Base model LLMs aren’t “plug-n-play" and shouldn’t reasonably ever be expected to. Sure, they might output pristine React and Tailwind CSS code, but that’s a narrow use case in most production codebases. They need a fair amount of processing and filtering for code generation tasks that require correctness. Part of this processing means grounding LLMs with examples. Google and Meta both make suggestions based on existing code, where the results are much, much better than raw generation. LLMs used in production should take ideas from how Meta processes and filters LLM outputs, and most outputs should be expected to be discarded.

Integrations win

LLMs do work best integrated into workflows. This is a reason why GitHub Copilot is so popular and another reason why Google’s Workspace integrations are a great idea. Asking a chatbot works great for certain use cases, like boilerplate code generation, but chatbots can often fail at more complex use cases.

How TestGen-LLM Works

TestGen-LLM applies a series of semantic filters to candidate solutions generated by Meta’s internal LLMs, making sure that only the most valuable tests are preserved. Here’s how it works:

Filter 1: Buildability: Initially, TestGen-LLM checks if the generated code can be built within the app's existing infrastructure. Any code that fails to build is immediately discarded.

Filter 2: Execution (does the test pass?): Next, the system runs the tests that passed the buildability filter. Any test that doesn't pass is discarded. This step is crucial because, without a way to automatically determine the validity of a failing test (whether it's due to a bug or an incorrect assertion), TestGen-LLM opts to keep only those tests that can be used for regression testing (aka making sure they can protect current code against future regressions). 

Filter 3: Flakiness: To address the issue of flakiness (tests that pass or fail inconsistently under the same conditions), TestGen-LLM employs repeated execution. A test must pass consistently across multiple (five) executions to be considered non-flaky.

Filter 3: Coverage Improvement: Finally, to ensure that new tests actually add value, TestGen-LLM evaluates them for their contribution to test coverage. Tests that do not enhance coverage by exploring new code paths or conditions are discarded. Only tests that provide new insights or protect against regressions are kept.

These processing filters are pretty important as they guarantee improvements to a test suite.

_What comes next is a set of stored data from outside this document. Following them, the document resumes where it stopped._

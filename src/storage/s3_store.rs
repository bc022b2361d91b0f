//! Object store backend for S3-compatible services (AWS S3, MinIO)

use std::collections::BTreeSet;

use async_trait::async_trait;
use aws_config::BehaviorVersion;
use aws_sdk_s3::config::{Credentials, Region};
use aws_sdk_s3::error::DisplayErrorContext;
use aws_sdk_s3::primitives::ByteStream;
use aws_sdk_s3::Client;
use bytes::Bytes;
use log::{debug, info, warn};
use uuid::Uuid;

use crate::config::MinioConfig;
use crate::error::{Error, StorageError};
use crate::storage::{Day, PartitionKey, StorageBackend};

/// Object metadata entry holding the hex MD5 of the payload
const CHECKSUM_METADATA_KEY: &str = "payload-md5";

/// Stores each partition as the object `<dir_prefix>/<stream_id>/<YYYYMMDD>`.
///
/// Writes go to the output bucket. Reads and listings also look in the input
/// bucket, where ingestion pipelines may have dropped partitions directly.
pub struct S3Store {
    client: Client,
    input_bucket: String,
    output_bucket: String,
    prefix: String,
}

impl S3Store {
    pub async fn new(config: &MinioConfig) -> Result<Self, Error> {
        if config.host.trim().is_empty() {
            return Err(Error::Configuration("minio.host must not be empty".to_string()));
        }
        if config.input_bucket_name.trim().is_empty() || config.output_bucket_name.trim().is_empty() {
            return Err(Error::Configuration(
                "minio input_bucket_name and output_bucket_name must not be empty".to_string(),
            ));
        }

        let credentials = Credentials::new(
            config.access_key.clone(),
            config.secret_key.clone(),
            None,
            None,
            "stream_vault",
        );
        let sdk_config = aws_config::defaults(BehaviorVersion::latest())
            .region(Region::new(config.region.clone()))
            .endpoint_url(config.endpoint_url())
            .credentials_provider(credentials)
            .load()
            .await;
        let s3_config = aws_sdk_s3::config::Builder::from(&sdk_config)
            .force_path_style(true)
            .build();

        info!(
            "Using object storage at {} (output bucket {}, input bucket {})",
            config.endpoint_url(),
            config.output_bucket_name,
            config.input_bucket_name
        );
        Ok(Self {
            client: Client::from_conf(s3_config),
            input_bucket: config.input_bucket_name.clone(),
            output_bucket: config.output_bucket_name.clone(),
            prefix: config.dir_prefix.trim_matches('/').to_string(),
        })
    }

    fn stream_prefix(&self, stream_id: Uuid) -> String {
        if self.prefix.is_empty() {
            format!("{}/", stream_id)
        } else {
            format!("{}/{}/", self.prefix, stream_id)
        }
    }

    fn object_key(&self, key: &PartitionKey) -> String {
        format!("{}{}", self.stream_prefix(key.stream_id), key.day)
    }

    async fn get(&self, bucket: &str, object_key: &str) -> Result<Option<Bytes>, StorageError> {
        let response = match self.client.get_object().bucket(bucket).key(object_key).send().await {
            Ok(response) => response,
            Err(e) => {
                let e = e.into_service_error();
                if e.is_no_such_key() {
                    return Ok(None);
                }
                return Err(StorageError::S3(format!(
                    "get {}/{}: {}",
                    bucket,
                    object_key,
                    DisplayErrorContext(e)
                )));
            }
        };

        let expected = response
            .metadata()
            .and_then(|metadata| metadata.get(CHECKSUM_METADATA_KEY))
            .cloned();
        let data = response
            .body
            .collect()
            .await
            .map_err(|e| StorageError::S3(format!("read {}/{}: {}", bucket, object_key, e)))?
            .into_bytes();

        match expected {
            Some(expected) => verify_checksum(&data, &expected)
                .map_err(|actual| {
                    StorageError::Corrupt(format!(
                        "{}/{}: expected md5 {}, got {}",
                        bucket, object_key, expected, actual
                    ))
                })?,
            None => debug!("{}/{} carries no checksum", bucket, object_key),
        }
        Ok(Some(data))
    }

    async fn list(&self, bucket: &str, prefix: &str) -> Result<Vec<String>, StorageError> {
        let mut names = Vec::new();
        let mut continuation: Option<String> = None;
        loop {
            let response = self
                .client
                .list_objects_v2()
                .bucket(bucket)
                .prefix(prefix)
                .set_continuation_token(continuation.take())
                .send()
                .await
                .map_err(|e| StorageError::S3(format!("list {}/{}: {}", bucket, prefix, DisplayErrorContext(e))))?;

            names.extend(
                response
                    .contents()
                    .iter()
                    .filter_map(|object| object.key())
                    .filter_map(|key| key.strip_prefix(prefix))
                    .map(str::to_string),
            );

            match response.next_continuation_token() {
                Some(token) if response.is_truncated().unwrap_or(false) => {
                    continuation = Some(token.to_string())
                }
                _ => break,
            }
        }
        Ok(names)
    }
}

fn checksum(data: &[u8]) -> String {
    hex::encode(md5::compute(data).0)
}

/// Compare against a stored hex digest, returning the actual digest on mismatch
fn verify_checksum(data: &[u8], expected: &str) -> Result<(), String> {
    let actual = checksum(data);
    if actual.eq_ignore_ascii_case(expected.trim()) {
        Ok(())
    } else {
        Err(actual)
    }
}

#[async_trait]
impl StorageBackend for S3Store {
    fn name(&self) -> &'static str {
        "aws_s3"
    }

    /// A single PUT replaces the object atomically.
    async fn write_file(&self, key: &PartitionKey, payload: Bytes) -> Result<(), StorageError> {
        let object_key = self.object_key(key);
        let len = payload.len();
        self.client
            .put_object()
            .bucket(&self.output_bucket)
            .key(&object_key)
            .metadata(CHECKSUM_METADATA_KEY, checksum(&payload))
            .body(ByteStream::from(payload))
            .send()
            .await
            .map_err(|e| {
                StorageError::S3(format!(
                    "put {}/{}: {}",
                    self.output_bucket,
                    object_key,
                    DisplayErrorContext(e)
                ))
            })?;

        debug!("Wrote {} bytes to {}/{}", len, self.output_bucket, object_key);
        Ok(())
    }

    async fn read_partition(&self, key: &PartitionKey) -> Result<Option<Bytes>, StorageError> {
        let object_key = self.object_key(key);
        if let Some(data) = self.get(&self.output_bucket, &object_key).await? {
            return Ok(Some(data));
        }
        if self.input_bucket == self.output_bucket {
            return Ok(None);
        }
        self.get(&self.input_bucket, &object_key).await
    }

    async fn list_days(&self, stream_id: Uuid) -> Result<Vec<Day>, StorageError> {
        let prefix = self.stream_prefix(stream_id);
        let mut names = self.list(&self.output_bucket, &prefix).await?;
        if self.input_bucket != self.output_bucket {
            names.extend(self.list(&self.input_bucket, &prefix).await?);
        }

        let days: BTreeSet<Day> = names
            .into_iter()
            .filter(|name| !name.contains('/'))
            .filter_map(|name| match name.parse::<Day>() {
                Ok(day) => Some(day),
                Err(_) => {
                    warn!("Ignoring unexpected object {}{}", prefix, name);
                    None
                }
            })
            .collect();
        Ok(days.into_iter().collect())
    }
}
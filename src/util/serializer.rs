//! Payload encoding of sample lists

use bytes::{BufMut, Bytes, BytesMut};

use crate::datapoint::DataPoint;
use crate::error::Error;

/// Magic and format version prefixed to every encoded payload
pub const PAYLOAD_HEADER: [u8; 4] = *b"SVD\x01";

pub fn encode_samples(samples: &[DataPoint]) -> Result<Bytes, Error> {
    let body = bincode::serialize(samples)
        .map_err(|e| Error::Validation(format!("cannot encode samples: {}", e)))?;

    let mut payload = BytesMut::with_capacity(PAYLOAD_HEADER.len() + body.len());
    payload.put_slice(&PAYLOAD_HEADER);
    payload.put_slice(&body);
    Ok(payload.freeze())
}

pub fn decode_samples(payload: &[u8]) -> Result<Vec<DataPoint>, Error> {
    let body = payload
        .strip_prefix(&PAYLOAD_HEADER[..])
        .ok_or_else(|| Error::Decode("payload does not start with a sample header".to_string()))?;
    bincode::deserialize(body).map_err(|e| Error::Decode(e.to_string()))
}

It also shows that LLMs are very far from being “plug-and-play.”

The tests that successfully pass through all these filters are guaranteed to enhance the existing test suite, offering reliable regression testing capabilities without duplicating effort or wasting resources. Pre- and post-processing steps in TestGen-LLM facilitate the extraction and reconstruction of test classes, streamlining the integration of new tests into the software development workflow.

Conclusion

This paper is a good formalization of an use case that many devs probably already use LLMs like ChatGPT, Gemini, and Mistral/LLaMA for. Keeping it in writing is a good way of tracking the progress of future improvements on LLMs in the software reliability space. So far, we see that LLMs work best as an extension of the human, best thought of as a junior dev that needs assistance and prodding. As time goes on, we’ll definitely see LLMs be able to catch and test for bugs in increasingly complex software systems.

The question is - will that make software easier to develop in the long run or will it lead to a proliferation of software complexity in the future?